- Tortoli's signature, 1822
- Born: 1790 Florence, Italy
- Died: 20 May 1824 (aged 33–34) Naples, Kingdom of the Two Sicilies
- Occupation: Scenographer

= Francesco Tortoli =

Italian painter

Francesco Tortoli (or Tortolj) (1790 – 20 May 1824) was an Italian scenographer, active in Naples from 1808 at the city's principal theatres—Teatro San Carlo, Teatro del Fondo and Teatro dei Fiorentini. He was the creator of sets for numerous productions including those for the world premieres of Rossini's La gazzetta, Otello, Armida, Mosè in Egitto, and La donna del lago. Tortoli was born in Florence and died in Naples of cholera at the age of 35.

==Life and career==
Born in Florence in 1790, Tortoli was the nephew and student of Antonio Niccolini, a Tuscan architect who later had a substantial career in Naples.

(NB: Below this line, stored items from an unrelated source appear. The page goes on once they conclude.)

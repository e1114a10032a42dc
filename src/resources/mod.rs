//! Resource descriptors, the per-manifest ledger, and local providers.
//!
//! Recipes describe desired state by constructing [`ResourceDescriptor`]s
//! through [`Manifest::new_resource`](crate::manifest::Manifest::new_resource).
//! The descriptors are opaque attribute tables as far as the manifest is
//! concerned; the [`exec`] and [`file`] providers turn them into idempotent
//! `check + apply` primitives for the local backend.
pub mod error;
pub mod exec;
pub mod file;
pub mod ledger;

use std::fmt;

use anyhow::Result;
use serde::{Deserialize, Serialize};
use serde_json::{Map, Value};

/// Attribute table of a resource.
pub type Attributes = Map<String, Value>;

/// Convert a JSON object into [`Attributes`].
///
/// Anything other than an object yields an empty table, so `json!({})` and
/// `Value::Null` both mean "no attributes".
///
/// # Examples
///
/// ```
/// use marionette::resources::attributes;
/// use serde_json::json;
///
/// let attrs = attributes(json!({"command": "true"}));
/// assert_eq!(attrs.get("command"), Some(&json!("true")));
/// assert!(attributes(json!(null)).is_empty());
/// ```
#[must_use]
pub fn attributes(value: Value) -> Attributes {
    match value {
        Value::Object(map) => map,
        _ => Map::new(),
    }
}

/// Type tag of a resource.
#[derive(Debug, Clone, Copy, PartialEq, Eq, Hash, PartialOrd, Ord, Serialize, Deserialize)]
#[serde(rename_all = "snake_case")]
pub enum ResourceKind {
    /// A command to run.
    Exec,
    /// A file with optional content.
    File,
    /// A system package.
    Package,
    /// A system service.
    Service,
    /// A scheduled job.
    Cron,
    /// A local user account.
    User,
    /// A local group.
    Group,
    /// A hosts-file entry.
    Host,
    /// A filesystem mount.
    Mount,
    /// An authorized SSH key.
    SshKey,
}

impl ResourceKind {
    /// Every kind, in declaration order.
    pub const ALL: [Self; 10] = [
        Self::Exec,
        Self::File,
        Self::Package,
        Self::Service,
        Self::Cron,
        Self::User,
        Self::Group,
        Self::Host,
        Self::Mount,
        Self::SshKey,
    ];

    /// Lower-case tag, e.g. `"exec"`.
    #[must_use]
    pub const fn as_str(self) -> &'static str {
        match self {
            Self::Exec => "exec",
            Self::File => "file",
            Self::Package => "package",
            Self::Service => "service",
            Self::Cron => "cron",
            Self::User => "user",
            Self::Group => "group",
            Self::Host => "host",
            Self::Mount => "mount",
            Self::SshKey => "ssh_key",
        }
    }

    /// Parse a lower-case tag.
    #[must_use]
    pub fn from_tag(tag: &str) -> Option<Self> {
        Self::ALL.into_iter().find(|k| k.as_str() == tag)
    }
}

impl fmt::Display for ResourceKind {
    fn fmt(&self, f: &mut fmt::Formatter<'_>) -> fmt::Result {
        f.write_str(self.as_str())
    }
}

/// A named, typed record of desired state.
///
/// Only [`ledger::ResourceLedger`] creates descriptors; recipes receive a
/// mutable reference and customise attributes from there.
#[derive(Debug, Clone, PartialEq, Eq, Serialize)]
pub struct ResourceDescriptor {
    kind: ResourceKind,
    name: String,
    attributes: Attributes,
}

impl ResourceDescriptor {
    pub(crate) fn new(kind: ResourceKind, name: &str) -> Self {
        Self {
            kind,
            name: name.to_string(),
            attributes: Map::new(),
        }
    }

    /// Resource kind.
    #[must_use]
    pub const fn kind(&self) -> ResourceKind {
        self.kind
    }

    /// Resource name, unique within its kind.
    #[must_use]
    pub fn name(&self) -> &str {
        &self.name
    }

    /// All attributes.
    #[must_use]
    pub const fn attributes(&self) -> &Attributes {
        &self.attributes
    }

    /// Look up one attribute.
    #[must_use]
    pub fn get(&self, key: &str) -> Option<&Value> {
        self.attributes.get(key)
    }

    /// Look up a string attribute.
    #[must_use]
    pub fn get_str(&self, key: &str) -> Option<&str> {
        self.attributes.get(key).and_then(Value::as_str)
    }

    /// Set an attribute, replacing any previous value.
    pub fn set(&mut self, key: impl Into<String>, value: impl Into<Value>) -> &mut Self {
        self.attributes.insert(key.into(), value.into());
        self
    }

    /// Set an attribute only if it is not already present.
    pub fn set_default(&mut self, key: &str, value: impl Into<Value>) -> &mut Self {
        if !self.attributes.contains_key(key) {
            self.attributes.insert(key.to_string(), value.into());
        }
        self
    }

    /// Overwrite attributes with every entry of `updates`.
    pub fn merge(&mut self, updates: Attributes) -> &mut Self {
        self.attributes.extend(updates);
        self
    }
}

impl fmt::Display for ResourceDescriptor {
    fn fmt(&self, f: &mut fmt::Formatter<'_>) -> fmt::Result {
        write!(f, "{}[{}]", self.kind, self.name)
    }
}

/// Attribute-default policy stamped onto resources as they are constructed.
///
/// Policies only fill attributes the recipe left unset.
pub trait ResourceDefault: Send + Sync + fmt::Debug {
    /// Whether the policy applies to resources of `kind`.
    fn applies_to(&self, kind: ResourceKind) -> bool;

    /// Stamp defaults onto `resource`.
    fn apply(&self, resource: &mut ResourceDescriptor);
}

/// Default `path` of every `exec` resource to the process search path.
#[derive(Debug, Default, Clone, Copy)]
pub struct SearchPathDefault;

impl ResourceDefault for SearchPathDefault {
    fn applies_to(&self, kind: ResourceKind) -> bool {
        kind == ResourceKind::Exec
    }

    fn apply(&self, resource: &mut ResourceDescriptor) {
        if let Ok(path) = std::env::var("PATH") {
            resource.set_default("path", path);
        }
    }
}

/// A fixed attribute value for every resource of one kind.
#[derive(Debug, Clone)]
pub struct AttributeDefault {
    kind: ResourceKind,
    key: String,
    value: Value,
}

impl AttributeDefault {
    /// Default `key` to `value` on resources of `kind`.
    #[must_use]
    pub fn new(kind: ResourceKind, key: impl Into<String>, value: impl Into<Value>) -> Self {
        Self {
            kind,
            key: key.into(),
            value: value.into(),
        }
    }
}

impl ResourceDefault for AttributeDefault {
    fn applies_to(&self, kind: ResourceKind) -> bool {
        kind == self.kind
    }

    fn apply(&self, resource: &mut ResourceDescriptor) {
        resource.set_default(&self.key, self.value.clone());
    }
}

/// State of a resource on the local host.
///
/// # Examples
///
/// ```
/// use marionette::resources::ResourceState;
///
/// let missing = ResourceState::Missing;
/// let correct = ResourceState::Correct;
/// let wrong = ResourceState::Incorrect { current: "stale content".into() };
/// let skip = ResourceState::Invalid { reason: "path is a directory".into() };
///
/// assert_ne!(missing, correct);
/// assert_eq!(correct, ResourceState::Correct);
/// ```
#[derive(Debug, Clone, PartialEq, Eq)]
pub enum ResourceState {
    /// Resource does not exist or has not run.
    Missing,
    /// Resource exists and matches the desired state.
    Correct,
    /// Resource exists but does not match the desired state.
    Incorrect {
        /// The current value of the resource.
        current: String,
    },
    /// Resource cannot be applied.
    Invalid {
        /// Reason why the resource cannot be applied.
        reason: String,
    },
}

/// Result of applying a resource change.
#[derive(Debug, Clone, PartialEq, Eq)]
pub enum ResourceChange {
    /// Resource was created, updated or run.
    Applied,
    /// Resource was already correct (no change needed).
    AlreadyCorrect,
}

/// A locally applicable resource following the check-then-apply pattern.
///
/// # Examples
///
/// ```ignore
/// let state = resource.current_state()?;
/// if resource.needs_change()? {
///     resource.apply()?;
/// }
/// ```
pub trait Resource {
    /// Human-readable description of this resource.
    fn description(&self) -> String;

    /// Check the current state of the resource.
    ///
    /// # Errors
    ///
    /// Returns an error if the state cannot be determined due to I/O
    /// failures or failing probe commands.
    fn current_state(&self) -> Result<ResourceState>;

    /// Bring the resource to the desired state.
    ///
    /// # Errors
    ///
    /// Returns an error if the change cannot be applied.
    fn apply(&self) -> Result<ResourceChange>;

    /// Verb used when reporting a change, e.g. `"run"` or `"write"`.
    fn verb(&self) -> &'static str {
        "apply"
    }

    /// Determine if the resource needs to be changed.
    ///
    /// # Errors
    ///
    /// Propagates errors from [`Resource::current_state`].
    fn needs_change(&self) -> Result<bool> {
        Ok(matches!(
            self.current_state()?,
            ResourceState::Missing | ResourceState::Incorrect { .. }
        ))
    }
}


#[cfg(test)]
#[allow(clippy::expect_used, clippy::unwrap_used, clippy::indexing_slicing)]
mod tests {
    use super::*;
    use serde_json::json;

    struct TestResource {
        state: ResourceState,
    }

    impl Resource for TestResource {
        fn description(&self) -> String {
            "test resource".to_string()
        }

        fn current_state(&self) -> Result<ResourceState> {
            Ok(self.state.clone())
        }

        fn apply(&self) -> Result<ResourceChange> {
            Ok(ResourceChange::Applied)
        }
    }

    #[test]
    fn needs_change_for_missing_resource() {
        let resource = TestResource {
            state: ResourceState::Missing,
        };
        assert!(resource.needs_change().unwrap());
    }

    #[test]
    fn needs_change_for_incorrect_resource() {
        let resource = TestResource {
            state: ResourceState::Incorrect {
                current: "wrong".to_string(),
            },
        };
        assert!(resource.needs_change().unwrap());
    }

    #[test]
    fn no_change_for_correct_or_invalid_resource() {
        for state in [
            ResourceState::Correct,
            ResourceState::Invalid {
                reason: "directory".to_string(),
            },
        ] {
            assert!(!TestResource { state }.needs_change().unwrap());
        }
    }

    #[test]
    fn kind_tags_round_trip() {
        for kind in ResourceKind::ALL {
            assert_eq!(ResourceKind::from_tag(kind.as_str()), Some(kind));
        }
        assert_eq!(ResourceKind::from_tag("nope"), None);
        assert_eq!(ResourceKind::SshKey.to_string(), "ssh_key");
    }

    #[test]
    fn descriptor_display_is_kind_and_name() {
        let d = ResourceDescriptor::new(ResourceKind::Exec, "foo");
        assert_eq!(d.to_string(), "exec[foo]");
    }

    #[test]
    fn set_default_does_not_override() {
        let mut d = ResourceDescriptor::new(ResourceKind::File, "/etc/motd");
        d.set("owner", "root");
        d.set_default("owner", "nobody").set_default("mode", "0644");
        assert_eq!(d.get_str("owner"), Some("root"));
        assert_eq!(d.get_str("mode"), Some("0644"));
    }

    #[test]
    fn merge_overwrites_existing_keys() {
        let mut d = ResourceDescriptor::new(ResourceKind::Package, "nginx");
        d.merge(attributes(json!({"ensure": "installed"})));
        d.merge(attributes(json!({"ensure": "latest", "provider": "apt"})));
        assert_eq!(d.get_str("ensure"), Some("latest"));
        assert_eq!(d.get_str("provider"), Some("apt"));
    }

    #[test]
    fn search_path_default_only_stamps_execs() {
        let policy = SearchPathDefault;
        assert!(policy.applies_to(ResourceKind::Exec));
        assert!(!policy.applies_to(ResourceKind::File));

        let mut d = ResourceDescriptor::new(ResourceKind::Exec, "foo");
        policy.apply(&mut d);
        assert_eq!(d.get_str("path"), std::env::var("PATH").ok().as_deref());
    }

    #[test]
    fn search_path_default_keeps_explicit_path() {
        let mut d = ResourceDescriptor::new(ResourceKind::Exec, "foo");
        d.set("path", "/opt/bin");
        SearchPathDefault.apply(&mut d);
        assert_eq!(d.get_str("path"), Some("/opt/bin"));
    }

    #[test]
    fn attribute_default_targets_one_kind() {
        let policy = AttributeDefault::new(ResourceKind::File, "owner", "root");
        assert!(policy.applies_to(ResourceKind::File));
        assert!(!policy.applies_to(ResourceKind::Exec));
        let mut d = ResourceDescriptor::new(ResourceKind::File, "/etc/motd");
        policy.apply(&mut d);
        assert_eq!(d.get_str("owner"), Some("root"));
    }
}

Niccolini rebuilt the interior of the Teatro San Carlo after it burned down in 1816 and was also the theatre's chief scenographer. Tortoli was active as a scenery painter under the direction of Niccolini by 1808 when he worked on the sets for the first performance of Antonio Sacchini's Edipo a Colono at the Teatro San Carlo.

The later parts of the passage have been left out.